The Bank of Mozambique has raised the proportion of export revenue that local companies must convert into national currency from 30 to 50 percent in a bid to tackle crippling shortages of foreign currency in the country.
This measure, announced Thursday, is set to last for 18 months and aims to provide commercial banks with better access to foreign currency to alleviate mounting economic pressure.
“The Bank of Mozambique, in its capacity as the foreign exchange authority, has approved a notice that increases the conversion rate on income from the export of goods and services and income from investment abroad from the current 30 to 50 percent,” the apex bank said in a statement.
According to the Bank of Mozambique, the upwards review of conversion rate is designed to enhance the flexibility of intermediary banks in managing foreign currency transactions during this socio-economic crisis.

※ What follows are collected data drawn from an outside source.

//! External failure summarization hook.
//!
//! Defines the summarizer interface and the canned stand-in used until a
//! model-backed implementation exists. Any error or empty answer from a
//! summarizer means "no summary", never a failed analysis.

use crate::report::TestRecord;
use async_trait::async_trait;
use std::time::Duration;
use thiserror::Error;

/// Prefix for summaries prepended to the insight list
pub const AI_INSIGHT_PREFIX: &str = "🤖 AI Analysis: ";

/// Failure count above which the canned summary reports a cascade
const CASCADE_THRESHOLD: usize = 5;

/// Summarizer failure; never propagated past the analyzer
#[derive(Error, Debug)]
pub enum SummarizerError {
    /// Backend could not be reached
    #[error("summarizer unavailable: {0}")]
    Unavailable(String),

    /// Exceeded the configured time budget
    #[error("summarizer timed out after {0:?}")]
    TimedOut(Duration),
}

/// Produces one natural-language summary of the failed tests
#[async_trait]
pub trait FailureSummarizer: Send + Sync {
    /// Identifier for logs
    fn name(&self) -> &str;

    /// Summarize the failures; `Ok(None)` means nothing to add.
    async fn summarize(&self, failed: &[&TestRecord]) -> Result<Option<String>, SummarizerError>;
}

/// Deterministic summarizer returning fixed text
pub struct CannedSummarizer;

#[async_trait]
impl FailureSummarizer for CannedSummarizer {
    fn name(&self) -> &str {
        "canned"
    }

    async fn summarize(&self, failed: &[&TestRecord]) -> Result<Option<String>, SummarizerError> {
        let text = if failed.len() > CASCADE_THRESHOLD {
            "Multiple cascading failures detected in the checkout module. Likely caused by a recent change in the shipping API response schema."
        } else {
            "The failures appear to be isolated to authentication timeouts. Check if the test environment database is lagging."
        };
        Ok(Some(text.to_string()))
    }
}
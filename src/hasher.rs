use core::hash::BuildHasher;
use core::hash::Hasher;

/// Initial state of the DJB2 recurrence.
pub const DJB2_SEED: u64 = 5381;

#[inline(always)]
fn round(hash: u64, byte: u8) -> u64 {
    // hash * 33 + byte
    (hash << 5).wrapping_add(hash).wrapping_add(byte as u64)
}

#[inline]
fn djb2_continue(mut hash: u64, bytes: &[u8]) -> u64 {
    let mut chunks = bytes.chunks_exact(8);
    for chunk in &mut chunks {
        hash = round(hash, chunk[0]);
        hash = round(hash, chunk[1]);
        hash = round(hash, chunk[2]);
        hash = round(hash, chunk[3]);
        hash = round(hash, chunk[4]);
        hash = round(hash, chunk[5]);
        hash = round(hash, chunk[6]);
        hash = round(hash, chunk[7]);
    }

    for &byte in chunks.remainder() {
        hash = round(hash, byte);
    }

    hash
}

/// Hashes `key` with DJB2 ("times 33 plus addition").
///
/// Arithmetic wraps modulo 2^64. The digest depends only on the bytes of the
/// slice, so keys with embedded zero bytes hash like any other input and the
/// empty key hashes to [`DJB2_SEED`].
///
/// # Examples
///
/// ```rust
/// use chain_hash::hasher::djb2;
///
/// assert_eq!(djb2(b""), 5381);
/// assert_eq!(djb2(b"a"), 5381 * 33 + 97);
/// ```
#[inline]
pub fn djb2(key: &[u8]) -> u64 {
    djb2_continue(DJB2_SEED, key)
}

/// A streaming [`Hasher`] over the DJB2 recurrence.
///
/// Successive calls to [`write`](Hasher::write) continue the recurrence, so
/// writing a key in pieces gives the same digest as [`djb2`] over the whole
/// key.
#[derive(Debug, Clone, Copy)]
pub struct Djb2Hasher {
    state: u64,
}

impl Default for Djb2Hasher {
    fn default() -> Self {
        Self { state: DJB2_SEED }
    }
}

impl Hasher for Djb2Hasher {
    #[inline]
    fn finish(&self) -> u64 {
        self.state
    }

    #[inline]
    fn write(&mut self, bytes: &[u8]) {
        self.state = djb2_continue(self.state, bytes);
    }
}

/// The default hash builder for [`HashTable`](crate::HashTable).
///
/// Unseeded and deterministic: the same key always lands in the same bucket
/// for a given bucket count.
#[derive(Debug, Clone, Copy, Default)]
pub struct Djb2State;

impl BuildHasher for Djb2State {
    type Hasher = Djb2Hasher;

    #[inline]
    fn build_hasher(&self) -> Self::Hasher {
        Djb2Hasher::default()
    }
}

cfg_if::cfg_if! {
    if #[cfg(feature = "foldhash")] {
        /// A randomly seeded hash builder, for tables exposed to keys chosen by
        /// an adversary. Backed by `foldhash`.
        pub type RandomState = foldhash::fast::RandomState;
    } else if #[cfg(feature = "std")] {
        /// A randomly seeded hash builder, for tables exposed to keys chosen by
        /// an adversary. Backed by the standard library's SipHash.
        pub type RandomState = std::hash::RandomState;
    }
}

#[cfg(test)]
mod tests {
    use alloc::vec::Vec;

    use super::*;

    fn reference(key: &[u8]) -> u64 {
        key.iter()
            .fold(DJB2_SEED, |h, &b| h.wrapping_mul(33).wrapping_add(b as u64))
    }

    #[test]
    fn known_digests() {
        assert_eq!(djb2(b""), 5381);
        assert_eq!(djb2(b"a"), 177670);
        assert_eq!(djb2(b"hello"), 210714636441);
        assert_eq!(djb2(b"just"), 6385381547);
        assert_eq!(djb2(b"a\0b"), 193482728);
    }

    #[test]
    fn wraps_on_long_keys() {
        let key = [b'x'; 100];
        assert_eq!(djb2(&key), 13306350410005300325);
        assert_eq!(djb2(&key), reference(&key));
    }

    #[test]
    fn chunked_walk_matches_bytewise() {
        let bytes: Vec<u8> = (0..=255u8).rev().collect();
        for len in 0..40 {
            assert_eq!(djb2(&bytes[..len]), reference(&bytes[..len]), "len {len}");
        }
    }

    #[test]
    fn zero_bytes_are_hashed() {
        assert_ne!(djb2(b"a"), djb2(b"a\0"));
        assert_ne!(djb2(b""), djb2(b"\0"));
        assert_ne!(djb2(b"\0"), djb2(b"\0\0"));
    }

    #[test]
    fn known_collisions() {
        assert_eq!(djb2(b"Ez"), djb2(b"FY"));
        assert_eq!(djb2(b"EzEzEzEzEzEzEzEz"), djb2(b"EzEzEzEzEzEzEzFY"));
        assert_eq!(djb2(b"EzEzEzEzEzEzEzEz"), 4971614465568764669);
    }

    #[test]
    fn split_writes_match_one_shot() {
        let key = b"the quick brown fox jumps over the lazy dog";
        for split in 0..key.len() {
            let mut hasher = Djb2State.build_hasher();
            hasher.write(&key[..split]);
            hasher.write(&key[split..]);
            assert_eq!(hasher.finish(), djb2(key), "split at {split}");
        }
    }

    #[cfg(any(feature = "foldhash", feature = "std"))]
    #[test]
    fn random_state_is_deterministic_per_instance() {
        let state = RandomState::default();
        let hash = |key: &[u8]| {
            let mut hasher = state.build_hasher();
            hasher.write(key);
            hasher.finish()
        };
        assert_eq!(hash(b"Ez"), hash(b"Ez"));
    }
}
/// An iterator over the entries of a [`HashTable`].
///
/// This struct is created by the [`iter`] method on [`HashTable`]. It yields
/// `(&[u8], &V)` pairs bucket by bucket.
///
/// [`iter`]: HashTable::iter
pub struct Iter<'a, V, S = Djb2State> {
    table: &'a HashTable<V, S>,
    bucket: usize,
    link: Option<usize>,
    remaining: usize,
}

impl<'a, V, S> Iterator for Iter<'a, V, S> {
    type Item = (&'a [u8], &'a V);

    fn next(&mut self) -> Option<Self::Item> {
        if self.remaining == 0 {
            return None;
        }

        while self.link.is_none() {
            self.link = *self.table.buckets.get(self.bucket)?;
            self.bucket += 1;
        }

        let id = self.link?;
        let entry = self.table.entry(id);
        self.link = entry.next;
        self.remaining -= 1;
        Some((&*entry.key, &entry.value))
    }

    fn size_hint(&self) -> (usize, Option<usize>) {
        (self.remaining, Some(self.remaining))
    }
}

impl<V, S> ExactSizeIterator for Iter<'_, V, S> {}

impl<V, S> FusedIterator for Iter<'_, V, S> {}

impl<'a, V, S> IntoIterator for &'a HashTable<V, S> {
    type Item = (&'a [u8], &'a V);
    type IntoIter = Iter<'a, V, S>;

    fn into_iter(self) -> Self::IntoIter {
        self.iter()
    }
}

/// Bucket occupancy listing for a [`HashTable`].
///
/// This struct is created by the [`dump`] method on [`HashTable`].
///
/// [`dump`]: HashTable::dump
pub struct BucketDump<'a, V, S = Djb2State> {
    table: &'a HashTable<V, S>,
}

impl<V, S> Display for BucketDump<'_, V, S> {
    fn fmt(&self, f: &mut core::fmt::Formatter<'_>) -> core::fmt::Result {
        for bucket in 0..self.table.buckets.len() {
            write!(f, "{bucket} => ")?;
            for (id, _) in self.table.chain(bucket) {
                write!(f, "#{id}, ")?;
            }
            writeln!(f, "NULL.")?;
        }
        Ok(())
    }
}
#![warn(missing_docs)]
#![doc = include_str!("../README.md")]
#![cfg_attr(not(feature = "std"), no_std)]

extern crate alloc;

/// Errors reported by fallible table operations.
pub mod error;

pub mod hash_table;

/// The DJB2 key hasher and hash builders accepted by the table.
pub mod hasher;

pub use error::TableError;
pub use hash_table::HashTable;
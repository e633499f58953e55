//! The map surface the engine renders onto.
//!
//! The engine never draws anything itself. It pushes visual state through
//! the [`MapSurface`] trait, implemented by whatever native map view the
//! host embeds. [`RecordingSurface`] is a headless implementation.

mod recording;
mod r#trait;
mod visual;

pub use r#trait::{Capability, MapSurface, SurfaceError};
pub use recording::{RecordingSurface, SurfaceOp};
pub use visual::{CircleVisual, ClusterVisual};

use tracing::warn;

/// Logs a failed surface call. Returns `true` when the call succeeded.
///
/// Surface failures never propagate: the host sees a no-op.
pub(crate) fn report(result: Result<(), SurfaceError>, action: &'static str, id: &str) -> bool {
    match result {
        Ok(()) => true,
        Err(e) => {
            warn!(action = action, id = id, error = %e, "Map surface call failed");
            false
        }
    }
}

The measure means that Mozambican exporters and individuals who earn foreign currency should sell half of their earnings to their banks at the prevailing exchange rate as soon as they receive them.
The move is expected to stabilise the exchange market by repatriating and converting export and investment incomes.
The move comes as shortages of foreign currency have triggered bottlenecks in the supply of essential imports such as fuel and wheat.
State-owned fuel company Petromoc recently warned that the foreign currency shortage is severely compromising the importation of liquid fuels.
Many fuel stations have already exhausted their supplies of petrol and diesel, exacerbating the crisis.